Multiple molecular mechanisms of 1 alpha,25(OH)2-vitamin D3 rapid modulation of three ion channel activities in osteoblasts.

Rapid nongenomic responses to steroids include modulation of ion channel activities on the cell membrane of target cells, but little is known about the molecular mechanisms involved. In this paper we investigate the mechanisms underlying the combined action of the secosteroid hormone 1alpha,25-dihydroxyvitamin D3 [1alpha,25(OH)(2)D3] on three different ion channel types in rat osteoblasts, which include a voltage-gated L-type Ca(2+) channel, a mechanosensitive Cl(-) channel, and a stretch-activated cation (SA-Cat) channel. We found that physiological nanomolar concentrations of 1alpha,25(OH)(2)D3 rapidly modify the overall electrical activity of the membrane in ROS 17/2.8 cells. 1alpha,25(OH)(2)D3 increases the osteoblast L-type Ca(2+) channel activity at low depolarizing voltages in a fashion similar to the 1,4-dihydropyridine (DHP) agonist Bay K8644. At highly depolarizing potentials 1alpha,25(OH)(2)D3 potentiates volume-sensitive Cl(-) currents through mechanisms that may involve a putative membrane receptor. We show for the first time that 1alpha,25(OH)(2)D3 also increases inward currents through SA-Cat channels at positive membrane voltages in a dose-dependent manner. Contrary to our expectations, the stereoisomer 1beta,25(OH)(2)D3, which suppresses 1alpha,25(OH)(2)D3 activation of osteoblast Cl(-) currents, mimicked 1alpha,25(OH)(2)D3 agonist effects on Ca(2+) and SA-Cat channel activities.
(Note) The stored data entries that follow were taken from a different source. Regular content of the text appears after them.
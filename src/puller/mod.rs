use std::sync::Weak;

use crate::event::LogEvent;

/// Outcome of an asynchronous pull delivery.
#[derive(Debug, Clone, Copy, PartialEq, Eq)]
pub enum PullResult {
    Success,
    Fail,
}

/// A producer-side hook invoked when a scheduled pull completes.
pub trait PullDataReceiver: Send + Sync {
    fn on_data_pulled(&self, data: Vec<LogEvent>, result: PullResult, original_pull_time_ns: i64);
}

/// External registry of pull sources keyed by tag id.
///
/// Synchronous pulls return the current atom batch for a tag; scheduled
/// pulls deliver through registered receivers. Callers enforce their own
/// max-delay contract on the results.
pub trait PullerManager: Send + Sync {
    /// Fetches all current atoms for the tag. `None` signals pull failure.
    fn pull(&self, tag_id: i32, timestamp_ns: i64) -> Option<Vec<LogEvent>>;

    /// Registers a receiver for scheduled pulls of the tag. The receiver is
    /// held weakly; a torn-down producer resolves to a clean no-op.
    fn register_receiver(
        &self,
        tag_id: i32,
        receiver: Weak<dyn PullDataReceiver>,
        next_pull_ns: i64,
        interval_ns: i64,
    );

    /// Removes the receiver registration for the tag.
    fn unregister_receiver(&self, tag_id: i32);
}
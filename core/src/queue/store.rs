//! Queue persistence, one record per entry

use std::collections::HashMap;
use std::path::Path;
use std::sync::atomic::{AtomicBool, Ordering};

use async_trait::async_trait;
use tokio::sync::RwLock;

use crate::queue::entry::OfflineQueueEntry;
use crate::storage::{JsonDirectory, StoreError};

#[async_trait]
pub trait QueueStore: Send + Sync {
    async fn put(&self, entry: &OfflineQueueEntry) -> Result<(), StoreError>;
    async fn delete(&self, id: &str) -> Result<(), StoreError>;
    async fn load_all(&self) -> Result<Vec<OfflineQueueEntry>, StoreError>;
    async fn close(&self) -> Result<(), StoreError>;
}

#[derive(Debug, Default)]
pub struct MemoryQueueStore {
    entries: RwLock<HashMap<String, OfflineQueueEntry>>,
    closed: AtomicBool,
}

impl MemoryQueueStore {
    pub fn new() -> Self {
        Self::default()
    }

    fn ensure_open(&self) -> Result<(), StoreError> {
        if self.closed.load(Ordering::Acquire) {
            return Err(StoreError::Closed);
        }
        Ok(())
    }
}

#[async_trait]
impl QueueStore for MemoryQueueStore {
    async fn put(&self, entry: &OfflineQueueEntry) -> Result<(), StoreError> {
        self.ensure_open()?;
        self.entries.write().await.insert(entry.id.clone(), entry.clone());
        Ok(())
    }

    async fn delete(&self, id: &str) -> Result<(), StoreError> {
        self.ensure_open()?;
        self.entries.write().await.remove(id);
        Ok(())
    }

    async fn load_all(&self) -> Result<Vec<OfflineQueueEntry>, StoreError> {
        self.ensure_open()?;
        Ok(self.entries.read().await.values().cloned().collect())
    }

    async fn close(&self) -> Result<(), StoreError> {
        self.closed.store(true, Ordering::Release);
        Ok(())
    }
}

#[derive(Debug)]
pub struct FileQueueStore {
    dir: JsonDirectory,
}

impl FileQueueStore {
    pub async fn open(path: impl AsRef<Path>) -> Result<Self, StoreError> {
        Ok(Self {
            dir: JsonDirectory::open(path).await?,
        })
    }
}

#[async_trait]
impl QueueStore for FileQueueStore {
    async fn put(&self, entry: &OfflineQueueEntry) -> Result<(), StoreError> {
        self.dir.write(&entry.id, entry).await
    }

    async fn delete(&self, id: &str) -> Result<(), StoreError> {
        self.dir.remove(id).await.map(|_| ())
    }

    async fn load_all(&self) -> Result<Vec<OfflineQueueEntry>, StoreError> {
        self.dir.read_all().await
    }

    async fn close(&self) -> Result<(), StoreError> {
        self.dir.close();
        Ok(())
    }
}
Cyclic AMP is involved in 1alpha,25(OH)(2)D3 effects on both Ca(2+) and SA-Cat channels, but not in Cl(-) channels. We conclude that 1alpha,25(OH)(2)D3 rapid effects on ion channel activities in ROS 17/2.8 cells occur through multiple mechanisms that, on the one hand, involve a possible direct interaction with the L-type Ca(2+) channel molecule and, on the other hand, molecular pathways that may include a putative membrane receptor.